The default upload manifest publishes only the final release files:

- `adapter_config.json`
- `adapter_model.safetensors`
- `config.json`
- `non_lora_trainables.bin`

Intermediate `checkpoint-*` folders inside `unimvu_uni_0.5B` are training snapshots and are excluded from the default Hugging Face upload.

## Requirements

Use these checkpoints with the open-source [UniMVU GitHub repository](#) and install the dependencies from that repo:

```bash
git clone <UniMVU GitHub repo>
cd UniMVU
pip install -r requirements.txt
pip install huggingface_hub peft
```

Download the checkpoint folder you need from this repository, then point the UniMVU evaluation scripts to it with `--model-path`.

## Usage

These checkpoints are intended to be used together with the [UniMVU GitHub repository](#).

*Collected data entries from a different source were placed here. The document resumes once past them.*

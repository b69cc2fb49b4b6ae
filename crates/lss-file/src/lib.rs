#![forbid(unsafe_code)]
//! File layer for the LSS storage engine.
//!
//! One fixed-size database file, positional I/O with a direct-I/O
//! preference, the create/rename/unlink lifecycle, and the
//! conflict-resolving layer that orders overlapping requests so
//! callers observe single-writer, read-after-write semantics per byte
//! range.

mod conflict;
mod device;
mod opener;

pub use conflict::{ActionId, ActionKind, ConflictResolver, ConflictResolvingDevice, SubmitOutcome};
pub use device::{AlignedVec, ByteDevice, DirectIo, FileByteDevice, MemoryByteDevice};
pub use opener::{FileOpener, MemFileOpener, PathFileOpener};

1. Clone the UniMVU repository and install its dependencies.
2. Download the checkpoint subfolder you want from this Hugging Face repo.
3. Set the downloaded folder as `--model-path` in the UniMVU evaluation scripts.
4. Run the appropriate UniMVU evaluation entry point for your task.

## Loader Mapping

| Release family | `model_type` | `model_arg_name` | `model_base` |
| --- | --- | --- | --- |
| Single-task 0.5B adapters | `unimvu` | `VideoFeatModelArgumentsUniMVU` | `lmms-lab/llava-onevision-qwen2-0.5b-ov` |
| Single-task 7B adapters | `unimvu` | `VideoFeatModelArgumentsUniMVU_7B` | `lmms-lab/llava-onevision-qwen2-7b-ov` |
| Unified 0.5B adapter | `unimvu_uni` | `VideoFeatModelArgumentsUniMVU_Uni` | `lmms-lab/llava-onevision-qwen2-0.5b-ov` |
| Unified 7B adapter | `unimvu_uni` | `VideoFeatModelArgumentsUniMVU_Uni_7B` | `lmms-lab/llava-onevision-qwen2-7b-ov` |

## Evaluation Entry Points

- Use `scripts/*_eval_*.sh` and `unified_eval.py` in the UniMVU repository for AVQA, AVSD, Music-AVQA, ScanQA, and SQA3D.
- Use `lmms_eval_start.py` in the UniMVU repository for MVBench-style evaluation.

## License

The released adapters depend on third-party base models and should be used in compliance with the licenses of:

- `lmms-lab/llava-onevision-qwen2-0.5b-ov`
- `lmms-lab/llava-onevision-qwen2-7b-ov`

Please also follow the usage terms of the downstream datasets and features used in evaluation.

## Citation

If you use UniMVU in your work, please cite:

```bibtex
@inproceedings{ding2026unimvu,
  title={Not All Modalities Are Equal: Instruction-Aware Gating for Multimodal Videos},
  author={Ding, Bonan and Nawaz, Umair and Khan, Ufaq and Shaker, Abdelrahman M. and Khan, Muhammad Haris and Cao, Jiale and Xie, Jin and Khan, Fahad Shahbaz},
  booktitle={Proceedings of the IEEE/CVF Conference on Computer Vision and Pattern Recognition},
  year={2026}
}
```

## Acknowledgements

UniMVU builds on the open-source ecosystem around PAVE, Qwen2, LLaVA-OneVision, LMMS-Eval, PEFT, and Transformers.